General information
- Location: NH 16, Summadevi, Srikakulam district, Andhra Pradesh India
- Coordinates: 18°48′32″N 84°28′02″E﻿ / ﻿18.808897°N 84.467259°E
- Elevation: 58 m (190 ft)
- System: Passenger train station
- Owner: Indian Railways
- Operator: South Coast Railway
- Line: Howrah–Chennai main line
- Platforms: 2
- Tracks: 2

Construction
- Structure type: Standard (on-ground station)

Other information
- Status: Functioning
- Station code: SUDV

History
- Opened: 1899
- Former names: East Coast State Railway

Services
| Preceding station | Indian Railways |  |  | Following station |
| Mandasa Road towards Howrah Junction |  | South Coast Railway zoneHowrah–Chennai main line |  | Palasa towards Chennai Central |

= Summadevi railway station =

Railway station in Andhra Pradesh, India

Summadevi railway station is a railway station on the Khurda Road–Visakhapatnam section, part of the Howrah–Chennai main line under the Visakhapatnam railway division of the South Coast Railway zone.

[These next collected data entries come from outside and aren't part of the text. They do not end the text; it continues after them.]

use super::errors::{FacadeError, FacadeResult};
use super::requests::{
    CreateAmenity, CreatePlace, CreateReview, CreateUser, UpdateAmenity, UpdatePlace, UpdateReview,
    UpdateUser,
};
use crate::auth::Caller;
use crate::model::{Amenity, Entity, OwnedByUser, Place, PlaceDetail, PlaceSummary, Review, User};
use crate::repository::{Repository, StorageConfig};

/// One compensating action
enum UndoStep {
    RemovePlace(Uuid),
    RemoveReview(Uuid),
    RestoreUser(User),
    RestorePlace(Place),
    RestoreAmenity(Amenity),
}

/// Undo log for a write spanning several collections
#[derive(Default)]
struct UndoLog {
    steps: Vec<UndoStep>,
}

impl UndoLog {
    fn push(&mut self, step: UndoStep) {
        self.steps.push(step);
    }

    /// Apply the recorded steps in reverse order. Failures are logged only.
    fn rollback(self, facade: &HbnbFacade) {
        for step in self.steps.into_iter().rev() {
            let result = match step {
                UndoStep::RemovePlace(id) => facade.places.delete(id).map(|_| ()),
                UndoStep::RemoveReview(id) => facade.reviews.delete(id).map(|_| ()),
                UndoStep::RestoreUser(user) => facade.users.replace(user).map(|_| ()),
                UndoStep::RestorePlace(place) => facade.places.replace(place).map(|_| ()),
                UndoStep::RestoreAmenity(amenity) => facade.amenities.replace(amenity).map(|_| ()),
            };
            if let Err(e) = result {
                warn!(error = %e, code = e.code(), "rollback step failed");
            }
        }
    }
}

/// `current` reordered to hold exactly the ids in `expected`, or `None`
/// when it already does. Surviving ids keep their order; missing ones are
/// appended in `expected` order.
fn realign(current: &[Uuid], expected: &[Uuid]) -> Option<Vec<Uuid>> {
    let same = current.len() == expected.len()
        && current.iter().all(|id| expected.contains(id))
        && expected.iter().all(|id| current.contains(id));
    if same {
        return None;
    }
    let mut ids: Vec<Uuid> = current
        .iter()
        .filter(|id| expected.contains(*id))
        .copied()
        .collect();
    ids.dedup();
    for id in expected {
        if !ids.contains(id) {
            ids.push(*id);
        }
    }
    Some(ids)
}

/// Service layer shared by every request handler
pub struct HbnbFacade {
    users: Arc<dyn Repository<User>>,
    places: Arc<dyn Repository<Place>>,
    amenities: Arc<dyn Repository<Amenity>>,
    reviews: Arc<dyn Repository<Review>>,
    writer: Mutex<()>,
}
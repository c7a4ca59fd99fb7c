//! User HTTP Routes
//!
//! Listing and reading need a token; creating and updating need an admin.

use axum::{
    extract::{Path, State},
    http::StatusCode,
    routing::get,
    Json, Router,
};

use super::error::ApiResult;
use super::extract::{parse_id, AdminOnly, ApiJson, Authenticated};
use super::state::AppState;
use crate::model::UserView;
use crate::services::{CreateUser, UpdateUser};

/// User routes
pub fn user_routes() -> Router<AppState> {
    Router::new()
        .route("/users", get(list_users).post(create_user))
        .route("/users/", get(list_users).post(create_user))
        .route("/users/:user_id", get(get_user).put(update_user))
}

pub(crate) async fn list_users(
    Authenticated(_): Authenticated,
    State(state): State<AppState>,
) -> ApiResult<Json<Vec<UserView>>> {
    let users = state.facade.get_all_users()?;
    Ok(Json(users.iter().map(|u| u.view()).collect()))
}

pub(crate) async fn create_user(
    AdminOnly(_): AdminOnly,
    State(state): State<AppState>,
    ApiJson(request): ApiJson<CreateUser>,
) -> ApiResult<(StatusCode, Json<UserView>)> {
    let user = state.facade.create_user(request)?;
    Ok((StatusCode::CREATED, Json(user.view())))
}

async fn get_user(
    Authenticated(_): Authenticated,
    State(state): State<AppState>,
    Path(user_id): Path<String>,
) -> ApiResult<Json<UserView>> {
    let user_id = parse_id(&user_id, "User")?;
    Ok(Json(state.facade.get_user(user_id)?.view()))
}

pub(crate) async fn update_user(
    AdminOnly(_): AdminOnly,
    State(state): State<AppState>,
    Path(user_id): Path<String>,
    ApiJson(request): ApiJson<UpdateUser>,
) -> ApiResult<Json<UserView>> {
    let user_id = parse_id(&user_id, "User")?;
    Ok(Json(state.facade.update_user(user_id, request)?.view()))
}
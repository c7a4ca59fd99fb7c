//! Request payloads accepted by the facade.
//!
//! Fields a route must never change are still deserialized so the facade
//! can reject them explicitly instead of silently ignoring them.

use serde::{Deserialize, Serialize};
use uuid::Uuid;

use crate::model::{AmenityPatch, PlacePatch, ReviewPatch, UserPatch};

#[derive(Debug, Clone, Serialize, Deserialize)]
pub struct CreateUser {
    pub first_name: String,
    pub last_name: String,
    pub email: String,
    pub password: String,
    #[serde(default)]
    pub is_admin: bool,
}

#[derive(Debug, Clone, Default, Serialize, Deserialize)]
pub struct UpdateUser {
    pub first_name: Option<String>,
    pub last_name: Option<String>,
    pub is_admin: Option<bool>,
    /// Rejected when present
    pub email: Option<String>,
    /// Rejected when present
    pub password: Option<String>,
}

impl UpdateUser {
    pub fn touches_credentials(&self) -> bool {
        self.email.is_some() || self.password.is_some()
    }

    pub fn patch(&self) -> UserPatch {
        UserPatch {
            first_name: self.first_name.clone(),
            last_name: self.last_name.clone(),
            is_admin: self.is_admin,
        }
    }
}

#[derive(Debug, Clone, Serialize, Deserialize)]
pub struct CreateAmenity {
    pub name: String,
}

#[derive(Debug, Clone, Default, Serialize, Deserialize)]
pub struct UpdateAmenity {
    pub name: Option<String>,
}

impl UpdateAmenity {
    pub fn patch(&self) -> AmenityPatch {
        AmenityPatch {
            name: self.name.clone(),
        }
    }
}

#[derive(Debug, Clone, Serialize, Deserialize)]
pub struct CreatePlace {
    pub title: String,
    #[serde(default)]
    pub description: Option<String>,
    pub price: f64,
    pub latitude: f64,
    pub longitude: f64,
    /// Ignored when the caller's identity is known
    #[serde(default)]
    pub owner_id: Option<Uuid>,
    /// Amenity ids
    #[serde(default)]
    pub amenities: Vec<Uuid>,
}

#[derive(Debug, Clone, Default, Serialize, Deserialize)]
pub struct UpdatePlace {
    pub title: Option<String>,
    pub description: Option<String>,
    pub price: Option<f64>,
    /// Replaces the whole amenity set when present
    pub amenities: Option<Vec<Uuid>>,
    /// Accepted only if unchanged
    pub latitude: Option<f64>,
    /// Accepted only if unchanged
    pub longitude: Option<f64>,
    /// Accepted only if unchanged
    pub owner_id: Option<Uuid>,
}

impl UpdatePlace {
    pub fn patch(&self) -> PlacePatch {
        PlacePatch {
            title: self.title.clone(),
            description: self.description.clone(),
            price: self.price,
        }
    }
}

#[derive(Debug, Clone, Serialize, Deserialize)]
pub struct CreateReview {
    pub text: String,
    pub rating: i64,
    pub place_id: Uuid,
    /// Ignored when the caller's identity is known
    #[serde(default)]
    pub user_id: Option<Uuid>,
}

#[derive(Debug, Clone, Default, Serialize, Deserialize)]
pub struct UpdateReview {
    pub text: Option<String>,
    pub rating: Option<i64>,
}

impl UpdateReview {
    pub fn patch(&self) -> ReviewPatch {
        ReviewPatch {
            text: self.text.clone(),
            rating: self.rating,
        }
    }
}
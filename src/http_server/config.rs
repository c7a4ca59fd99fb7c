//! HTTP Server Configuration
//!
//! Host, port, and CORS settings.

use serde::{Deserialize, Serialize};

/// HTTP server configuration
#[derive(Debug, Clone, PartialEq, Eq, Serialize, Deserialize)]
pub struct HttpServerConfig {
    /// Host to bind to (default: "0.0.0.0")
    #[serde(default = "default_host")]
    pub host: String,

    /// Port to bind to (default: 5000)
    #[serde(default = "default_port")]
    pub port: u16,

    /// CORS allowed origins. Empty means any origin.
    #[serde(default)]
    pub cors_origins: Vec<String>,
}

fn default_host() -> String {
    "0.0.0.0".to_string()
}

fn default_port() -> u16 {
    5000
}

impl Default for HttpServerConfig {
    fn default() -> Self {
        Self {
            host: default_host(),
            port: default_port(),
            cors_origins: Vec::new(),
        }
    }
}

impl HttpServerConfig {
    /// Create a new config with specified port
    pub fn with_port(port: u16) -> Self {
        Self {
            port,
            ..Default::default()
        }
    }

    /// Get the socket address string
    pub fn socket_addr(&self) -> String {
        format!("{}:{}", self.host, self.port)
    }
}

It is situated beside National Highway 16, at Summadevi in Srikakulam district in the Indian state of Andhra Pradesh.

==History==
Between 1893 and 1896, the coastal railway track from Cuttack to Vijayawada was built and opened to traffic by the East Coast State Railway. The route was electrified in several phases. The Khurda–Visakhapatnam section was completely electrified by 2002 and the Howrah–Chennai route was fully electrified in 2005.